The purpose of this study was to investigate impairments in early leg swing that may lead to stiff knee gait in individuals post-stroke. Specifically, we investigated pre-swing muscle contributions to braking, propulsion, knee flexion and leg swing initiation and the underlying relationships between pre-swing muscle function and swing phase knee kinematics in individuals post-stroke. We hypothesized that both (1) plantarflexor contributions to propulsion and (2) vasti contributions to braking would predict propulsion asymmetry. These hypotheses were partially supported. Gastrocnemius contributions to AP GRF predicted propulsion symmetry. However, soleus and vasti contributions to AP GRF impulses did not predict braking or propulsion symmetry (Fig. 1). These results are consistent with previous work showing that in individuals with moderate levels of hemiparetic severity, gastrocnemius and not soleus or vasti EMG activity predicted the AP GRF impulse [20]. In addition, it is well established that the plantarflexor muscles are important rehabilitation targets for improving paretic propulsion and walking speed [15]. For example, Participant 15 produced more paretic propulsion than nonparetic propulsion (PP = 0.71) but had lower net plantarflexor contributions to propulsion on the paretic side throughout stance. This was especially true for the soleus which did not contribute to propulsion, but instead produced braking in early and late stance (Figs. 2C and D), likely due to a lack of leg extension [38]. Participant 15 compensated for these low plantarflexor contributions to propulsion by relying on the hamstrings for propulsion (Fig. 2C and D). However, while paretic propulsion was high relative to the nonparetic leg, Participant 15 had low propulsion overall and thus walked slowly at 0.2 m/s (Table 1), indicating that compensation from the hamstrings is likely not an effective way to produce propulsion. These results can be contrasted with a representative healthy participant (Fig. 2E), who produced braking in early stance with the vasti and propulsion in late stance with the plantarflexors as expected. These results demonstrate that while plantarflexor function is an important predictor of propulsion, paretic propulsion can be attained through compensatory mechanisms, such as from the hamstrings, which cannot be identified through force plate measurements of braking and propulsion.

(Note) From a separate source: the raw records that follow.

//! Crate-wide error type and result alias.

use thiserror::Error;

/// Convenience alias for fallible engine operations.
pub type Result<T> = std::result::Result<T, EngineError>;

/// Errors surfaced by the containers and the collaboration engine.
///
/// Missing keys and unreachable nodes are not errors: query surfaces report
/// them as `None` or empty collections. `EngineError` covers the cases that
/// are genuinely invalid to ask for, such as the head of an empty sequence.
#[derive(Debug, Error)]
pub enum EngineError {
    /// Head or tail access on an empty sequence.
    #[error("{0} is empty")]
    EmptyAccess(&'static str),
    /// A referenced entity does not exist.
    #[error("{0} not found")]
    NotFound(&'static str),
    /// A caller-supplied argument is out of range.
    #[error("invalid argument: {0}")]
    InvalidArgument(String),
}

Although vasti contributions to braking did not predict propulsion asymmetry, it is clear that the vasti can still contribute to propulsion deficits in individuals post-stroke, as extended braking from the vasti was a major contributor to propulsion asymmetry for multiple participants. For example, Participant 2 produced less paretic propulsion than nonparetic propulsion (PP = 0.24) due to prolonged braking from the vasti and rectus femoris despite producing more propulsion with the paretic plantarflexors (Fig. 2A and B). Moreover, we previously showed that individuals with co-activation of the plantarflexors and other muscles such as the vasti had higher paretic braking but not lower propulsion [26], suggesting that propulsion asymmetry occurred not because of low plantarflexor contributions to propulsion but also because of excessive braking from other muscles. Thus, the knee extensor muscles can play a significant role in propulsion asymmetry, as they are primary contributors to braking [9, 39] and can become overactive post-stroke [40]. Vasti that are active in late stance should be an important rehabilitation target, as they can affect both propulsion and knee flexion.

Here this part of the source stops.